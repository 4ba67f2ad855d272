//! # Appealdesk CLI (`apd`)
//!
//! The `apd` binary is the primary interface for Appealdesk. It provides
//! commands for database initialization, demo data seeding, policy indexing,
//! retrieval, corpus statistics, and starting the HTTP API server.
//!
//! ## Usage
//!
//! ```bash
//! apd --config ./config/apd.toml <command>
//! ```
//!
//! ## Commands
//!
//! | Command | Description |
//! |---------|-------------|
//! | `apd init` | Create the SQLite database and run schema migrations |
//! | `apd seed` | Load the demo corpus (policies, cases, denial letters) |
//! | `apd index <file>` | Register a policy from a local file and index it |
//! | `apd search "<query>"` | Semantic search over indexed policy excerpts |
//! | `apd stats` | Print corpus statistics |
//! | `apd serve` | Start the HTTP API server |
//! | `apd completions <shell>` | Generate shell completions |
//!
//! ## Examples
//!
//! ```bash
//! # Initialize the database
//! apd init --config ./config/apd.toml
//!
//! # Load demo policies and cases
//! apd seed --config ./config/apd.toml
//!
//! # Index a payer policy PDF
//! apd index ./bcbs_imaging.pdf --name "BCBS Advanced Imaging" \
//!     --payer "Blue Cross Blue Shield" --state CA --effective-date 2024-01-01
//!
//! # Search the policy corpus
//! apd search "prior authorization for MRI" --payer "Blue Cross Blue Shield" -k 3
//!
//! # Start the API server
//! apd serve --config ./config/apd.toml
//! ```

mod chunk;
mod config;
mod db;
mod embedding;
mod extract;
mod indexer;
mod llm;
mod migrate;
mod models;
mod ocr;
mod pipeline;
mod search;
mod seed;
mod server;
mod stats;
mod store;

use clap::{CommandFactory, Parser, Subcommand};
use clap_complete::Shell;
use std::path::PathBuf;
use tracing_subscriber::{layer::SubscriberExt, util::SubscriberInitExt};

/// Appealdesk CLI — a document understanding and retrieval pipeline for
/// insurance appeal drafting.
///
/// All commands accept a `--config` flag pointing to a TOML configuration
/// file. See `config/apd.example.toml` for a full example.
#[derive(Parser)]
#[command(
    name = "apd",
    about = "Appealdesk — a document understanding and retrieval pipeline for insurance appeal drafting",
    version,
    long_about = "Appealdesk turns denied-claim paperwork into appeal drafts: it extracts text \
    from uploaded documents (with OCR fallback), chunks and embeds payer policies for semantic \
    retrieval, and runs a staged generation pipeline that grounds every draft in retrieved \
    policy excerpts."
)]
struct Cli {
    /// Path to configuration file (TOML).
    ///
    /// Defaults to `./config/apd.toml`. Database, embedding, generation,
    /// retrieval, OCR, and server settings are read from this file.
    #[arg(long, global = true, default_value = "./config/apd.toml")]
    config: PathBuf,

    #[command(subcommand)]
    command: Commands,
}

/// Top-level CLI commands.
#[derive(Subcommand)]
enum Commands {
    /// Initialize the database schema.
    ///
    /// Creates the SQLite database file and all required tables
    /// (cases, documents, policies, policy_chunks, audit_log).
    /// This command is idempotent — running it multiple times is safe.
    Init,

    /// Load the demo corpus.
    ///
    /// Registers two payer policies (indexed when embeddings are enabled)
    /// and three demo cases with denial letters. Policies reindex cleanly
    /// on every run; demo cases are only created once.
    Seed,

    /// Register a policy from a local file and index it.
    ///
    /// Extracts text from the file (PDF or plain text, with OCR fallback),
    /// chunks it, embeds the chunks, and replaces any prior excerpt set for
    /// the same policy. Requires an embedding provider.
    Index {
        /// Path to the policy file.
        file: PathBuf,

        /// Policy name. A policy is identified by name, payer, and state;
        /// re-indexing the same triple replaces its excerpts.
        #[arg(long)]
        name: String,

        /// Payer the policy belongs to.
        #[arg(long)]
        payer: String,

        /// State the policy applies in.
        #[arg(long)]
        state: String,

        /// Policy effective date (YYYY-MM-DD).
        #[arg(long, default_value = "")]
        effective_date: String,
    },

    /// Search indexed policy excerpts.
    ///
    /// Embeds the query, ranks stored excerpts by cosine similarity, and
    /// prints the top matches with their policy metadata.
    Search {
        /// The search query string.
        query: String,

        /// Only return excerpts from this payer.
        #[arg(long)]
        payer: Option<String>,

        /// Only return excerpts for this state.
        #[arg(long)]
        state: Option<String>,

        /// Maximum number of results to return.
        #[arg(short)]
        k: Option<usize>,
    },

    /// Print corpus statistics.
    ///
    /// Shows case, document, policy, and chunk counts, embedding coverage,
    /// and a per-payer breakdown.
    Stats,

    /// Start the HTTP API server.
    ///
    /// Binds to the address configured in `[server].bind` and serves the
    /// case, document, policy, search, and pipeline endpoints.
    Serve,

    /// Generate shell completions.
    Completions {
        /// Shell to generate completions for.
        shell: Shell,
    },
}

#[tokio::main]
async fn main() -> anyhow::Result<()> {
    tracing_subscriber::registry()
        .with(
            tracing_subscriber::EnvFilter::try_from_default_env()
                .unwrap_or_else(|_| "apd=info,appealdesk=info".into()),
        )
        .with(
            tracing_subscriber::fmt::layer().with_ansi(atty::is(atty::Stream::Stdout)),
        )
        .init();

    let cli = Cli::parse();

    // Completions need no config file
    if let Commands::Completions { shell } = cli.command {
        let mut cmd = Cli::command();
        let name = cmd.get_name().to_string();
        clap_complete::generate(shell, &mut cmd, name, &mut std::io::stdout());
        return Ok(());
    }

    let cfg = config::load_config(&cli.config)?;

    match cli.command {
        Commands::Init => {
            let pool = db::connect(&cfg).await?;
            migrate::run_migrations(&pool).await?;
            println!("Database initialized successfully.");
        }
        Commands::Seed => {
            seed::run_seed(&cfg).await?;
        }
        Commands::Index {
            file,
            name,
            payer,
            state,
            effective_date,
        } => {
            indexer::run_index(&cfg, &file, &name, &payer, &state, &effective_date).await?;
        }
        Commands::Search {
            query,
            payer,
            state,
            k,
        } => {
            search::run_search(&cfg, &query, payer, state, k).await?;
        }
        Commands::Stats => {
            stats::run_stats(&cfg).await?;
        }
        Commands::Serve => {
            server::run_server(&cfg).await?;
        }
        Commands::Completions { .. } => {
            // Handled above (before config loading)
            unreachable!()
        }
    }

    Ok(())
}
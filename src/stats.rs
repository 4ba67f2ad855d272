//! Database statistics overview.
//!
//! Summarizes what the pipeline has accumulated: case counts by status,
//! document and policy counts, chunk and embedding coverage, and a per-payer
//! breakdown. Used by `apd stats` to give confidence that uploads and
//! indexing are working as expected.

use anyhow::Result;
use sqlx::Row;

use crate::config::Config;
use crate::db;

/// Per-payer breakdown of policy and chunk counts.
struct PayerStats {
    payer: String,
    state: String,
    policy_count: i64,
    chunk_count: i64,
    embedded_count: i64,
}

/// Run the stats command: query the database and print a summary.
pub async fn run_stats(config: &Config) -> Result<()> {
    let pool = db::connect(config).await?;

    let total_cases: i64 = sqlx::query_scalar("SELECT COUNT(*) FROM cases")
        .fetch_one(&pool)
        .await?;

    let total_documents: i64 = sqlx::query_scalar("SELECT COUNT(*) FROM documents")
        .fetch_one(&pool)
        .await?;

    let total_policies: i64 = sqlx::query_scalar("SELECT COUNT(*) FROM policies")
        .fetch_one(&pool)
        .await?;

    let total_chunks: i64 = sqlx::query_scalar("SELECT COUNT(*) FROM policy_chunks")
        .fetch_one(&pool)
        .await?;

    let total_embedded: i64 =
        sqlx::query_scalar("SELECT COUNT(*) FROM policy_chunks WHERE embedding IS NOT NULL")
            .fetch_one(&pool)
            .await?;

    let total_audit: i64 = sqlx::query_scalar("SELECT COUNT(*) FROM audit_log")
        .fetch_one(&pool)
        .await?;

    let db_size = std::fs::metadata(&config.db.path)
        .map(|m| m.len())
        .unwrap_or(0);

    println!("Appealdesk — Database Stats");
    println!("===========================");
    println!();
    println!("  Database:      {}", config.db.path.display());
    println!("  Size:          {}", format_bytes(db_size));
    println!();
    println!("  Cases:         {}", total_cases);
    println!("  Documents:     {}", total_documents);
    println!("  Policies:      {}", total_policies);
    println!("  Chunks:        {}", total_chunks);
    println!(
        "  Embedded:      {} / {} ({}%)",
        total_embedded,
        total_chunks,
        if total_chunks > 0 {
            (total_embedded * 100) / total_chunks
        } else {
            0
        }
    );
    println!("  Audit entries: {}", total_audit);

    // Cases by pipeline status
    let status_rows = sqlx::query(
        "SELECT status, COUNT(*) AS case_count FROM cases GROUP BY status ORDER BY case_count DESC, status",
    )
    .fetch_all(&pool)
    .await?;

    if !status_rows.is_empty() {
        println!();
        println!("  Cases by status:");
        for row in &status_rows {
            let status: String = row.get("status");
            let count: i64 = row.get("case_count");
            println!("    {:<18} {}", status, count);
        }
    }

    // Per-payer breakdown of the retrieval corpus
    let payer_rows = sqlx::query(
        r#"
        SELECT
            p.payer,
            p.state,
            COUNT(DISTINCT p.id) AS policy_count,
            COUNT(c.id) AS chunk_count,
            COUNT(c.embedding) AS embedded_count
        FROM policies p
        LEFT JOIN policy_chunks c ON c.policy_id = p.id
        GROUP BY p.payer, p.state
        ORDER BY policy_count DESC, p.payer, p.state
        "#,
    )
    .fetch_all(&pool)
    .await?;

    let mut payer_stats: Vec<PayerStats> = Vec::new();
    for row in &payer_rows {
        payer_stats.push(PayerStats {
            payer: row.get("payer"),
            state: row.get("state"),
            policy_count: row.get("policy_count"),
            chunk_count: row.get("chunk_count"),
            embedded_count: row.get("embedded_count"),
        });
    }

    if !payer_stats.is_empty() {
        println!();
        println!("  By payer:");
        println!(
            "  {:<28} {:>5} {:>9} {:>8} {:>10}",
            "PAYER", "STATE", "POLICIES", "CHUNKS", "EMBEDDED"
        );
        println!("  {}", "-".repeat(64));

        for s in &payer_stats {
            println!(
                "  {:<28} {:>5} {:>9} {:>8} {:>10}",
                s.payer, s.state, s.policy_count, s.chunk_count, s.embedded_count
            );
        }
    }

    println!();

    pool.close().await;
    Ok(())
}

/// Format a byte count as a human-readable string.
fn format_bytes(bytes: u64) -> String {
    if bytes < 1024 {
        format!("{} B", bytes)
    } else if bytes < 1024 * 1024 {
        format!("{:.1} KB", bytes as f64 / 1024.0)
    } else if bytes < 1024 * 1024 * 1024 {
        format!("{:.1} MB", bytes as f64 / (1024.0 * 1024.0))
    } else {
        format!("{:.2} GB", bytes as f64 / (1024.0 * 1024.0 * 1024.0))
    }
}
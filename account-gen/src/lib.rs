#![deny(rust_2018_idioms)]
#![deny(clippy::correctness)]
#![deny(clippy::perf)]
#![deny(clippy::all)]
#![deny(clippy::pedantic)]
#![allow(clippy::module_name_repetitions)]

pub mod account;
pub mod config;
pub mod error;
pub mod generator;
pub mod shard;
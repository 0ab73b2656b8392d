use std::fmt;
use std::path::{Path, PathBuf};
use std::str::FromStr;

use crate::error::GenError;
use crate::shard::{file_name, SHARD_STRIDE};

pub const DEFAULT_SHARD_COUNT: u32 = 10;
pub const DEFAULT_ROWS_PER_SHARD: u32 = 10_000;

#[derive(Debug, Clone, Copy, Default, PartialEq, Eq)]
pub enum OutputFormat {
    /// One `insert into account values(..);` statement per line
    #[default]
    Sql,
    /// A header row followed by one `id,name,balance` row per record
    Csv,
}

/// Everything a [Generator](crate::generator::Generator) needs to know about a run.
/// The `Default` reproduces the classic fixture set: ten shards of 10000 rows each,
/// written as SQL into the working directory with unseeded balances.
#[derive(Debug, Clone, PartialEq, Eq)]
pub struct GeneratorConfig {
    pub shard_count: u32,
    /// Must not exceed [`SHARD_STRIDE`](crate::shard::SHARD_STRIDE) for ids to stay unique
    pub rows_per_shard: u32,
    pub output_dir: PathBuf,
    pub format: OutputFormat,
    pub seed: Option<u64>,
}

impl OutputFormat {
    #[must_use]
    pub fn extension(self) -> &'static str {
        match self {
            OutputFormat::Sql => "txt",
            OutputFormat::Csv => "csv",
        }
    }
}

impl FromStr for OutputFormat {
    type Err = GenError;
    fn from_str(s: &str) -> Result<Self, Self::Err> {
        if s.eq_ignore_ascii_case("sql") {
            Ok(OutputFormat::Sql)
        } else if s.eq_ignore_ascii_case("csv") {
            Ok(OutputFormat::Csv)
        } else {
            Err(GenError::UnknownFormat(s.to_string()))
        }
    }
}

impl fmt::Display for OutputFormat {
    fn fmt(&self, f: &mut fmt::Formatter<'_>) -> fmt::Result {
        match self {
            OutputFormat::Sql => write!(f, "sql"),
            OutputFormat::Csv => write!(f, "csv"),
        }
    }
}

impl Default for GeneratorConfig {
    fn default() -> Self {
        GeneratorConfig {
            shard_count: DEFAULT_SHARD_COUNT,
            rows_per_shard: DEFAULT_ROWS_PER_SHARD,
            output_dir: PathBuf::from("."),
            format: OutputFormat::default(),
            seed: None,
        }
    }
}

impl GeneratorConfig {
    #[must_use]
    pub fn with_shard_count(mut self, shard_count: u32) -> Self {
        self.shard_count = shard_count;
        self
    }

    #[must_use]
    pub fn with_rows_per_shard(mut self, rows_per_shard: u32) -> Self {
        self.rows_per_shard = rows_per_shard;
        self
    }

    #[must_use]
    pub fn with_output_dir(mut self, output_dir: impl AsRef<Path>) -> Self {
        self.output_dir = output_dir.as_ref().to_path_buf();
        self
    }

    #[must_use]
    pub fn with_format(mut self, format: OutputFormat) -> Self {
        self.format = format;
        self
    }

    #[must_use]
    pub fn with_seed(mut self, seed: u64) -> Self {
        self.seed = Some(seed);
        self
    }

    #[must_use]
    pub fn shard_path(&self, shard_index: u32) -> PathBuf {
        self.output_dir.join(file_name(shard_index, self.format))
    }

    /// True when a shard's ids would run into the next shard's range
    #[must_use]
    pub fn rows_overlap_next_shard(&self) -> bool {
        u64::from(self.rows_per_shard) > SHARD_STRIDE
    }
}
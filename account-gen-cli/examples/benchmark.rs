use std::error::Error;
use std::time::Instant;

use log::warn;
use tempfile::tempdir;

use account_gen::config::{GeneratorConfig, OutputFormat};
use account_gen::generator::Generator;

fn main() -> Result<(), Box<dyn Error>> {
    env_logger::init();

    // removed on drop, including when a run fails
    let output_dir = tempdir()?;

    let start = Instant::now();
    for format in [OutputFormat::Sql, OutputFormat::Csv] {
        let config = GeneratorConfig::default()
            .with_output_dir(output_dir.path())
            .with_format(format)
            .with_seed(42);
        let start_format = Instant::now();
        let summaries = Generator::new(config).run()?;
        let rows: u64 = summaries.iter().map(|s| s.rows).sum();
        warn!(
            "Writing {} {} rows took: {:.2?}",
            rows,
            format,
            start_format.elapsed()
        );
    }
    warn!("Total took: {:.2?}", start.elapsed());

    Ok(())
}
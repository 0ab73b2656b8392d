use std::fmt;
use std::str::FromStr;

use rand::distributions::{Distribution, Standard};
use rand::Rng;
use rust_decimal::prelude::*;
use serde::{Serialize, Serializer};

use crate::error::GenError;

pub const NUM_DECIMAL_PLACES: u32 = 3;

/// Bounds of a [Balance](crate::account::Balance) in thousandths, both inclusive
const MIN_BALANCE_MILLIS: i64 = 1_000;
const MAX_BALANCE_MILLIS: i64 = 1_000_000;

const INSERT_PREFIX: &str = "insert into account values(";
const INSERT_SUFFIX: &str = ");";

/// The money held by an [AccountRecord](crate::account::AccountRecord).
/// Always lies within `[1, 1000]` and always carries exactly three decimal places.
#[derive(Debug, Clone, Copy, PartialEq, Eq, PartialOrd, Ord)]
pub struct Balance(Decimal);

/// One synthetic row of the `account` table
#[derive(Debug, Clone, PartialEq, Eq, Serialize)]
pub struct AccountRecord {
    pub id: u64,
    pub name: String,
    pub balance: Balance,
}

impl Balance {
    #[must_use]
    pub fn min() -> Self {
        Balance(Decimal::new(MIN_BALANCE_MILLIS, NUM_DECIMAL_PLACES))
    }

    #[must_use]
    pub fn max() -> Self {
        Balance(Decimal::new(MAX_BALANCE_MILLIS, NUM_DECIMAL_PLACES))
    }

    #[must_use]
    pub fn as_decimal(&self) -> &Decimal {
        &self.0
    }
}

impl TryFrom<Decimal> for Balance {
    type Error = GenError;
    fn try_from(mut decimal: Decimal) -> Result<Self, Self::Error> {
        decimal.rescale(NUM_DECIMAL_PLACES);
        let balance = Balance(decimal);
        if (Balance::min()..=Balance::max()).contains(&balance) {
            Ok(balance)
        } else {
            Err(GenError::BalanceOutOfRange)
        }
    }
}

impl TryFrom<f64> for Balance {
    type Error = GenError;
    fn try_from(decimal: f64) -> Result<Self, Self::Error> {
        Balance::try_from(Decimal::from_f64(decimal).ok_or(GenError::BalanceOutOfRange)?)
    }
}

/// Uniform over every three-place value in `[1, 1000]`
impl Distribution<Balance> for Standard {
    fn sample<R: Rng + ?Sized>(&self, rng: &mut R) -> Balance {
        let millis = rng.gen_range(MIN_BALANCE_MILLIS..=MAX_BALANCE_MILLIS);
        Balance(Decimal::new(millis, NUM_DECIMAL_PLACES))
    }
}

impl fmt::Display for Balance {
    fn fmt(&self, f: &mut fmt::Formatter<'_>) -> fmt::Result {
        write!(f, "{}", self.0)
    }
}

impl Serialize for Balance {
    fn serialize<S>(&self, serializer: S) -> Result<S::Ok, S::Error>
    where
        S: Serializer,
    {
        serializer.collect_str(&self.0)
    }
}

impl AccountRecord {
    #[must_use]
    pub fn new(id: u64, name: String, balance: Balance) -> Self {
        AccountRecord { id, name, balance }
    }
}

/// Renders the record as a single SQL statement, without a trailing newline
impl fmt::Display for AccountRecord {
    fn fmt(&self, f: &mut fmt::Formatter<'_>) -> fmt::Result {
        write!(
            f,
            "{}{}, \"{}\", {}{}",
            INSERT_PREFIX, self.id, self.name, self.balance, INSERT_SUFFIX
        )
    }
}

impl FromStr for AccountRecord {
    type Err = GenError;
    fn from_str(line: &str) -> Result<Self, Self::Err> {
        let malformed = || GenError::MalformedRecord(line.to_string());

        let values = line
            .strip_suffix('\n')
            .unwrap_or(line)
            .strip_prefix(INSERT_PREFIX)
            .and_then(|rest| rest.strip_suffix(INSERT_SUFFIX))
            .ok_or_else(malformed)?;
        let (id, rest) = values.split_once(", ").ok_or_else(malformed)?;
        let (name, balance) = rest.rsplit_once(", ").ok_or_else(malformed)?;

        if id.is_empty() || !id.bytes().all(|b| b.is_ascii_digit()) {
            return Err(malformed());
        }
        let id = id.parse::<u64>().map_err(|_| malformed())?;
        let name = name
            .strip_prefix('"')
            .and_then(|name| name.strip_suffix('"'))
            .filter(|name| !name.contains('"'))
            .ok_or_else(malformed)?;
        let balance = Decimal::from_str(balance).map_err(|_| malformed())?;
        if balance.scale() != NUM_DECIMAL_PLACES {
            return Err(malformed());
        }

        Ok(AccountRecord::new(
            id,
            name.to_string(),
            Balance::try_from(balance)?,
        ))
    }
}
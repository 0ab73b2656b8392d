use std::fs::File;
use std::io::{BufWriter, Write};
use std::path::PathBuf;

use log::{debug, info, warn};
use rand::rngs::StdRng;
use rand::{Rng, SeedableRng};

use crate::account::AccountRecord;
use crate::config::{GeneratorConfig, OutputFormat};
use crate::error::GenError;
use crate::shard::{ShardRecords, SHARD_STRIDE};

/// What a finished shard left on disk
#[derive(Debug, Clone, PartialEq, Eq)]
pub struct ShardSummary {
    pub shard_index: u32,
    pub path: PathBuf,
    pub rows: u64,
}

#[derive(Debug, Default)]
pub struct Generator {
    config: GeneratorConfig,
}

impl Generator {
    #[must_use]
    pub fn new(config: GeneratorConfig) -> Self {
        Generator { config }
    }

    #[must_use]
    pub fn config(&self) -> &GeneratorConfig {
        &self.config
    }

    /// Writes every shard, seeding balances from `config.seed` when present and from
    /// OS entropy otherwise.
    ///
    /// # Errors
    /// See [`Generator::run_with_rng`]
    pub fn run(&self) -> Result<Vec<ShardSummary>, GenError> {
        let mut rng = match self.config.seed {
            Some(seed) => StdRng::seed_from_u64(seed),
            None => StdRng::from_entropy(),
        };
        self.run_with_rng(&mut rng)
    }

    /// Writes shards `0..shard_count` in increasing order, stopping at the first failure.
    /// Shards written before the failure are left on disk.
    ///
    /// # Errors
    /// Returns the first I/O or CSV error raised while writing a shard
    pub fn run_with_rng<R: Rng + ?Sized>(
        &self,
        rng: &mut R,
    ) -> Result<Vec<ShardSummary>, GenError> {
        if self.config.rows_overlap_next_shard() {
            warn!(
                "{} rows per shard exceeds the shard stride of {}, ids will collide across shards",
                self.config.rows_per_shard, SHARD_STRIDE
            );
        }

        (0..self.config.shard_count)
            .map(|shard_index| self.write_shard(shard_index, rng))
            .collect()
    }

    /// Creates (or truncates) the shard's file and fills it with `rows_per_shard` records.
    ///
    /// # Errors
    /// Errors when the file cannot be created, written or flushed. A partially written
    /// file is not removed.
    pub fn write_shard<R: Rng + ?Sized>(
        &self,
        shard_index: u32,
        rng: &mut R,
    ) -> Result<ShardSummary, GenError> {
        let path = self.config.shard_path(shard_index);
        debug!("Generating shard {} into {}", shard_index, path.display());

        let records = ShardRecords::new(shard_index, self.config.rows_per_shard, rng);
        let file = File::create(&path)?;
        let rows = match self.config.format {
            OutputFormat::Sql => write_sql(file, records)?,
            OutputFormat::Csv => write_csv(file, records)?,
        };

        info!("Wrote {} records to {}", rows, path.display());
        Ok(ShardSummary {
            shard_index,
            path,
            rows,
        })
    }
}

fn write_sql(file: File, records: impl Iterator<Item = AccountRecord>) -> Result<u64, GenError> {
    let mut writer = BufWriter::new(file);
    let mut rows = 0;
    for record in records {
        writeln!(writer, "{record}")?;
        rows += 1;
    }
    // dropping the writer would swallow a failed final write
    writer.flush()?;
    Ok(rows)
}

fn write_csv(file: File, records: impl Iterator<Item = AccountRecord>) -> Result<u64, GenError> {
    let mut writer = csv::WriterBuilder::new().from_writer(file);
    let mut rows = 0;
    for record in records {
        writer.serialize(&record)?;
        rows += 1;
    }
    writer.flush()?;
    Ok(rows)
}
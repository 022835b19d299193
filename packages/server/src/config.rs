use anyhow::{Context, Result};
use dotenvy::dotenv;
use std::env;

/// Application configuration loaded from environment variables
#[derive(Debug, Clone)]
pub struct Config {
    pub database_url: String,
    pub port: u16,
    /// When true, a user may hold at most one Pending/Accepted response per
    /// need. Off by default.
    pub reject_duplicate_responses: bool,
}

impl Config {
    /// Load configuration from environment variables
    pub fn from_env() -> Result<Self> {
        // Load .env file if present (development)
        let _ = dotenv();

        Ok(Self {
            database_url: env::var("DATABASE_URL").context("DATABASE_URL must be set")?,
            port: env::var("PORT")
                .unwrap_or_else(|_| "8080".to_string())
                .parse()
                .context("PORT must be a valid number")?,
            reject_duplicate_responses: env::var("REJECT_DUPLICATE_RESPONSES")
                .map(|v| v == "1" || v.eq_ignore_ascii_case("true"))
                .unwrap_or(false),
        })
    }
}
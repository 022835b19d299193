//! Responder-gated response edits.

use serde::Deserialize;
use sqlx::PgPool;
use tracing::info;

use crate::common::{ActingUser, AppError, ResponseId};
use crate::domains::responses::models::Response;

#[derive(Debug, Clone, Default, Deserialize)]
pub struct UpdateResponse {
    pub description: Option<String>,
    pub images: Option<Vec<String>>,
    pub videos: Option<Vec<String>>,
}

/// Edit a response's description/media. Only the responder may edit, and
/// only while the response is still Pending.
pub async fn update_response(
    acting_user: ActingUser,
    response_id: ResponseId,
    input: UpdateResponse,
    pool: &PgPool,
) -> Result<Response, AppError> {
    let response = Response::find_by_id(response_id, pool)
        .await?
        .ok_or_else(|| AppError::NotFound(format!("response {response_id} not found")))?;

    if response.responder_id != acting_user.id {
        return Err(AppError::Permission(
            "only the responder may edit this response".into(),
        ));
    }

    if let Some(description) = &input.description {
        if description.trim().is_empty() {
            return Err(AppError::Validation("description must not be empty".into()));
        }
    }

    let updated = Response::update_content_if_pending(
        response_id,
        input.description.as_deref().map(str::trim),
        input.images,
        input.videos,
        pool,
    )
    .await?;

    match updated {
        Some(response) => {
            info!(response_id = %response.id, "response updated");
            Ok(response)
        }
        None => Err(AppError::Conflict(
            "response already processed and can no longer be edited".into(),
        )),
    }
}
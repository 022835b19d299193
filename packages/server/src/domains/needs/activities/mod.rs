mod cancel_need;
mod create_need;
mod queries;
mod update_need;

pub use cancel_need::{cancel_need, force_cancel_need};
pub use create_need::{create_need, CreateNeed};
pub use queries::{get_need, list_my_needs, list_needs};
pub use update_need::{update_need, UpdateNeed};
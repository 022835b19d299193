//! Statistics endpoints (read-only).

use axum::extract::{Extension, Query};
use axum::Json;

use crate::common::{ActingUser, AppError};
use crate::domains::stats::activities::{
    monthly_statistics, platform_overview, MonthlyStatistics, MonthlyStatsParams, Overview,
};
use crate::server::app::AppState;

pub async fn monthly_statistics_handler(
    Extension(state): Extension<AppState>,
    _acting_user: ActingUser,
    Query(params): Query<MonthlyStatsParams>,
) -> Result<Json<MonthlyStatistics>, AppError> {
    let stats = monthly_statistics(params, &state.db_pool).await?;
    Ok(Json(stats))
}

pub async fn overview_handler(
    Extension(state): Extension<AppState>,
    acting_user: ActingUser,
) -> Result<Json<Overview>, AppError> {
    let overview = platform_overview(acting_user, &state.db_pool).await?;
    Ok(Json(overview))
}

◆ ◆ ◆ ◆ ◆

Exercise brief –
Lines from the start of the records through the one containing "policy excerpts |" are what should be retyped, exactly and in full, both ends included.

Solution below –
repository 4ba67f2ad855d272
//! # Appealdesk CLI (`apd`)
//!
//! The `apd` binary is the primary interface for Appealdesk. It provides
//! commands for database initialization, demo data seeding, policy indexing,
//! retrieval, corpus statistics, and starting the HTTP API server.
//!
//! ## Usage
//!
//! ```bash
//! apd --config ./config/apd.toml <command>
//! ```
//!
//! ## Commands
//!
//! | Command | Description |
//! |---------|-------------|
//! | `apd init` | Create the SQLite database and run schema migrations |
//! | `apd seed` | Load the demo corpus (policies, cases, denial letters) |
//! | `apd index <file>` | Register a policy from a local file and index it |
//! | `apd search "<query>"` | Semantic search over indexed policy excerpts |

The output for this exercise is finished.